[[ Provided data open ]]
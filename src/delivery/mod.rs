//! Delivery Adapter (C5): a uniform `Transport` capability over the
//! upstream vendor APIs, modeled directly on this codebase family's
//! `PaymentGateway` trait — one capability, one variant per provider,
//! a registry that looks one up by name.

use async_trait::async_trait;
use serde::{Deserialize, Serialize};
use std::collections::HashMap;
use std::sync::Arc;

pub mod mailgun;
pub mod pmta;
pub mod ses;
pub mod sendgrid;
pub mod smtp;
pub mod sparkpost;

/// Common error taxonomy every adapter maps its vendor-specific failures
/// onto (design §4.5, §7).
#[derive(Debug, Clone)]
pub enum DeliveryError {
    PermanentReject(String),
    TemporaryDefer(String),
    AuthFailed(String),
    RateLimitedUpstream(String),
    NetworkError(String),
}

impl std::fmt::Display for DeliveryError {
    fn fmt(&self, f: &mut std::fmt::Formatter<'_>) -> std::fmt::Result {
        match self {
            Self::PermanentReject(msg) => write!(f, "permanent reject: {msg}"),
            Self::TemporaryDefer(msg) => write!(f, "temporary defer: {msg}"),
            Self::AuthFailed(msg) => write!(f, "auth failed: {msg}"),
            Self::RateLimitedUpstream(msg) => write!(f, "rate limited upstream: {msg}"),
            Self::NetworkError(msg) => write!(f, "network error: {msg}"),
        }
    }
}

impl std::error::Error for DeliveryError {}

impl DeliveryError {
    pub fn kind(&self) -> &'static str {
        match self {
            Self::PermanentReject(_) => "permanent_reject",
            Self::TemporaryDefer(_) => "temporary_defer",
            Self::AuthFailed(_) => "auth_failed",
            Self::RateLimitedUpstream(_) => "rate_limited_upstream",
            Self::NetworkError(_) => "network_error",
        }
    }
}

/// A fully-built outbound message, ready to submit (design §4.5).
#[derive(Debug, Clone, Serialize, Deserialize)]
pub struct Envelope {
    pub to: String,
    pub from: String,
    pub reply_to: Option<String>,
    pub subject: String,
    pub html: String,
    pub text: Option<String>,
    pub headers: HashMap<String, String>,
    pub tracking_enabled: bool,
    pub message_id: Option<String>,
}

/// Outcome of a single submit. `Accepted` carries the provider message id
/// (synthesized if the vendor didn't return one).
#[derive(Debug, Clone)]
pub enum SendResult {
    Accepted { provider_message_id: String },
    Rejected(DeliveryError),
}

/// Uniform capability implemented by a variant per vendor (design §4.5,
/// §9 "duck-typed transports -> capability abstraction").
#[async_trait]
pub trait Transport: Send + Sync {
    fn name(&self) -> &'static str;

    async fn send(&self, envelope: Envelope) -> SendResult;
}

fn synthesize_message_id(prefix: &str) -> String {
    format!("{prefix}-{}", uuid::Uuid::new_v4())
}

/// Registry of configured transports, looked up by vendor name — the
/// delivery-side analogue of `PaymentGatewayRegistry`.
#[derive(Default)]
pub struct TransportRegistry {
    transports: HashMap<String, Arc<dyn Transport>>,
    default: Option<String>,
}

impl TransportRegistry {
    pub fn new() -> Self {
        Self {
            transports: HashMap::new(),
            default: None,
        }
    }

    pub fn register(&mut self, transport: Arc<dyn Transport>) {
        let name = transport.name().to_string();
        if self.default.is_none() {
            self.default = Some(name.clone());
        }
        self.transports.insert(name, transport);
    }

    pub fn with_default(mut self, name: impl Into<String>) -> Self {
        self.default = Some(name.into());
        self
    }

    pub fn get(&self, name: &str) -> Option<Arc<dyn Transport>> {
        self.transports.get(name).cloned()
    }

    pub fn default_transport(&self) -> Option<Arc<dyn Transport>> {
        self.default.as_ref().and_then(|name| self.get(name))
    }
}
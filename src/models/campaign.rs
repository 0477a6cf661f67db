//! Campaign entity and its state machine (design §3, §4.6).

use chrono::{DateTime, Utc};
use rust_decimal::Decimal;
use serde::{Deserialize, Serialize};
use uuid::Uuid;

#[derive(Debug, Clone, Copy, PartialEq, Eq, Serialize, Deserialize)]
#[serde(rename_all = "snake_case")]
pub enum CampaignStatus {
    Draft,
    Scheduled,
    Sending,
    Paused,
    Completed,
    Cancelled,
    Failed,
    // A/B-only states.
    Testing,
    Waiting,
    WinnerSelected,
    SendingWinner,
}

impl CampaignStatus {
    pub fn is_terminal(self) -> bool {
        matches!(self, Self::Completed | Self::Cancelled | Self::Failed)
    }

    /// Whether `self -> next` is an allowed transition per the state
    /// machine in design §4.6.
    pub fn can_transition_to(self, next: Self) -> bool {
        use CampaignStatus::*;
        matches!(
            (self, next),
            (Draft, Scheduled)
                | (Scheduled, Sending)
                | (Sending, Paused)
                | (Paused, Sending)
                | (Sending, Completed)
                | (Sending, Cancelled)
                | (Paused, Cancelled)
                | (Scheduled, Cancelled)
                | (Draft, Cancelled)
                | (_, Failed)
                | (Sending, Testing)
                | (Testing, Waiting)
                | (Waiting, WinnerSelected)
                | (WinnerSelected, SendingWinner)
                | (SendingWinner, Completed)
        )
    }
}

#[derive(Debug, Clone, Serialize, Deserialize)]
pub enum CampaignAudience {
    List(Uuid),
    Segment(Uuid),
    AbTest(Uuid),
}

#[derive(Debug, Clone, Serialize, Deserialize)]
pub struct CampaignContent {
    pub subject: String,
    pub from_name: String,
    pub from_email: String,
    pub reply_to: Option<String>,
    pub html: String,
    pub text: Option<String>,
    pub tracking_domain: String,
}

#[derive(Debug, Clone, Serialize, Deserialize)]
pub struct Campaign {
    pub id: Uuid,
    pub org: Uuid,
    pub audience: CampaignAudience,
    pub content: CampaignContent,
    pub status: CampaignStatus,
    pub scheduled_at: Option<DateTime<Utc>>,

    // Counters, eventually consistent with events (design §3).
    pub sent: i64,
    pub delivered: i64,
    pub bounced: i64,
    pub complaints: i64,
    pub opened_unique: i64,
    pub clicked_unique: i64,
    pub revenue: Decimal,

    pub created_at: DateTime<Utc>,
    pub updated_at: DateTime<Utc>,
}

impl Campaign {
    pub fn new(org: Uuid, audience: CampaignAudience, content: CampaignContent) -> Self {
        let now = Utc::now();
        Self {
            id: Uuid::new_v4(),
            org,
            audience,
            content,
            status: CampaignStatus::Draft,
            scheduled_at: None,
            sent: 0,
            delivered: 0,
            bounced: 0,
            complaints: 0,
            opened_unique: 0,
            clicked_unique: 0,
            revenue: Decimal::ZERO,
            created_at: now,
            updated_at: now,
        }
    }

    /// Apply a state transition, returning `state_violation` if the
    /// requested move isn't allowed from the current status.
    pub fn transition(&mut self, next: CampaignStatus) -> Result<(), crate::error::AppError> {
        if !self.status.can_transition_to(next) {
            return Err(crate::error::AppError::StateViolation(format!(
                "campaign {} cannot move from {:?} to {:?}",
                self.id, self.status, next
            )));
        }
        self.status = next;
        self.updated_at = Utc::now();
        Ok(())
    }

    /// Fraction of sends in this campaign that were permanent rejects,
    /// used by the dispatcher to decide whether to auto-pause (design §7).
    pub fn permanent_reject_ratio(&self, permanent_rejects: i64) -> Decimal {
        if self.sent == 0 {
            return Decimal::ZERO;
        }
        Decimal::from(permanent_rejects) / Decimal::from(self.sent)
    }
}
//! Compiled segment predicates (design §4.4, §9 "attribute store with
//! typed accessor").
//!
//! The segmentation engine itself is an external collaborator; the core
//! only consumes a compiled predicate — a conjunction of clauses over a
//! column or a `custom.<key>` attribute. This module is that consumer
//! side: the clause/operator vocabulary and the typed accessor over a
//! recipient's custom-fields document.

use chrono::{DateTime, Utc};
use serde::{Deserialize, Serialize};

#[derive(Debug, Clone, Copy, PartialEq, Eq, Serialize, Deserialize)]
#[serde(rename_all = "snake_case")]
pub enum SegmentOperator {
    Equals,
    Contains,
    StartsWith,
    EndsWith,
    Gt,
    Lt,
    Gte,
    Lte,
    IsNull,
    IsNotNull,
    In,
    NotIn,
    InLastDays,
    MoreThanDaysAgo,
}

#[derive(Debug, Clone, PartialEq, Serialize, Deserialize)]
pub enum AttributeValue {
    String(String),
    Number(f64),
    Bool(bool),
    DateTime(DateTime<Utc>),
    Null,
}

impl AttributeValue {
    pub fn from_json(value: &serde_json::Value) -> Self {
        match value {
            serde_json::Value::Null => Self::Null,
            serde_json::Value::Bool(b) => Self::Bool(*b),
            serde_json::Value::Number(n) => Self::Number(n.as_f64().unwrap_or(0.0)),
            serde_json::Value::String(s) => {
                if let Ok(dt) = DateTime::parse_from_rfc3339(s) {
                    Self::DateTime(dt.with_timezone(&Utc))
                } else {
                    Self::String(s.clone())
                }
            }
            other => Self::String(other.to_string()),
        }
    }
}

/// A field reference: either a known column on the recipient or a key
/// inside the custom-fields JSON document.
#[derive(Debug, Clone, PartialEq, Serialize, Deserialize)]
pub enum SegmentField {
    Column(String),
    Custom(String),
}

impl SegmentField {
    pub fn parse(field: &str) -> Self {
        match field.strip_prefix("custom.") {
            Some(key) => Self::Custom(key.to_string()),
            None => Self::Column(field.to_string()),
        }
    }
}

#[derive(Debug, Clone, Serialize, Deserialize)]
pub struct SegmentClause {
    pub field: SegmentField,
    pub operator: SegmentOperator,
    pub value: AttributeValue,
}

/// A compiled predicate: conjunction of clauses (design §4.4 — "a
/// conjunction of clauses").
#[derive(Debug, Clone, Default, Serialize, Deserialize)]
pub struct SegmentPredicate {
    pub clauses: Vec<SegmentClause>,
}

/// Anything the predicate compiler can read attributes off of. The
/// recipient's column values plus its custom-fields document implement
/// this; the accessor surfaces a typed value or `Null` for unknown keys.
pub trait AttributeSource {
    fn column(&self, name: &str) -> AttributeValue;
    fn custom(&self, key: &str) -> AttributeValue;
}

impl SegmentPredicate {
    pub fn matches(&self, source: &impl AttributeSource, now: DateTime<Utc>) -> bool {
        self.clauses.iter().all(|clause| clause.matches(source, now))
    }
}

impl SegmentClause {
    fn resolve<'a>(&self, source: &'a impl AttributeSource) -> AttributeValue {
        match &self.field {
            SegmentField::Column(name) => source.column(name),
            SegmentField::Custom(key) => source.custom(key),
        }
    }

    fn matches(&self, source: &impl AttributeSource, now: DateTime<Utc>) -> bool {
        let actual = self.resolve(source);
        match self.operator {
            SegmentOperator::IsNull => matches!(actual, AttributeValue::Null),
            SegmentOperator::IsNotNull => !matches!(actual, AttributeValue::Null),
            SegmentOperator::Equals => values_equal(&actual, &self.value),
            SegmentOperator::Contains => match (&actual, &self.value) {
                (AttributeValue::String(a), AttributeValue::String(b)) => a.contains(b.as_str()),
                _ => false,
            },
            SegmentOperator::StartsWith => match (&actual, &self.value) {
                (AttributeValue::String(a), AttributeValue::String(b)) => a.starts_with(b.as_str()),
                _ => false,
            },
            SegmentOperator::EndsWith => match (&actual, &self.value) {
                (AttributeValue::String(a), AttributeValue::String(b)) => a.ends_with(b.as_str()),
                _ => false,
            },
            SegmentOperator::Gt => numeric_cmp(&actual, &self.value).map(|o| o.is_gt()).unwrap_or(false),
            SegmentOperator::Lt => numeric_cmp(&actual, &self.value).map(|o| o.is_lt()).unwrap_or(false),
            SegmentOperator::Gte => numeric_cmp(&actual, &self.value).map(|o| o.is_ge()).unwrap_or(false),
            SegmentOperator::Lte => numeric_cmp(&actual, &self.value).map(|o| o.is_le()).unwrap_or(false),
            SegmentOperator::In => match (&actual, &self.value) {
                (AttributeValue::String(a), AttributeValue::String(list)) => {
                    list.split(',').any(|item| item.trim() == a)
                }
                _ => false,
            },
            SegmentOperator::NotIn => match (&actual, &self.value) {
                (AttributeValue::String(a), AttributeValue::String(list)) => {
                    !list.split(',').any(|item| item.trim() == a)
                }
                _ => true,
            },
            SegmentOperator::InLastDays => match (&actual, &self.value) {
                (AttributeValue::DateTime(at), AttributeValue::Number(days)) => {
                    let age = now.signed_duration_since(*at);
                    age.num_seconds() >= 0 && age.num_days() <= *days as i64
                }
                _ => false,
            },
            SegmentOperator::MoreThanDaysAgo => match (&actual, &self.value) {
                (AttributeValue::DateTime(at), AttributeValue::Number(days)) => {
                    now.signed_duration_since(*at).num_days() > *days as i64
                }
                _ => false,
            },
        }
    }
}

fn values_equal(a: &AttributeValue, b: &AttributeValue) -> bool {
    match (a, b) {
        (AttributeValue::String(a), AttributeValue::String(b)) => a == b,
        (AttributeValue::Number(a), AttributeValue::Number(b)) => (a - b).abs() < f64::EPSILON,
        (AttributeValue::Bool(a), AttributeValue::Bool(b)) => a == b,
        (AttributeValue::DateTime(a), AttributeValue::DateTime(b)) => a == b,
        (AttributeValue::Null, AttributeValue::Null) => true,
        _ => false,
    }
}

fn numeric_cmp(a: &AttributeValue, b: &AttributeValue) -> Option<std::cmp::Ordering> {
    match (a, b) {
        (AttributeValue::Number(a), AttributeValue::Number(b)) => a.partial_cmp(b),
        (AttributeValue::DateTime(a), AttributeValue::DateTime(b)) => a.partial_cmp(b),
        _ => None,
    }
}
[[ Provided data closed ]]
• **What is expected**: Across the material above, how many lines have the word "AppError" in them? Answer with a bare number.

• **Response to the task**: 2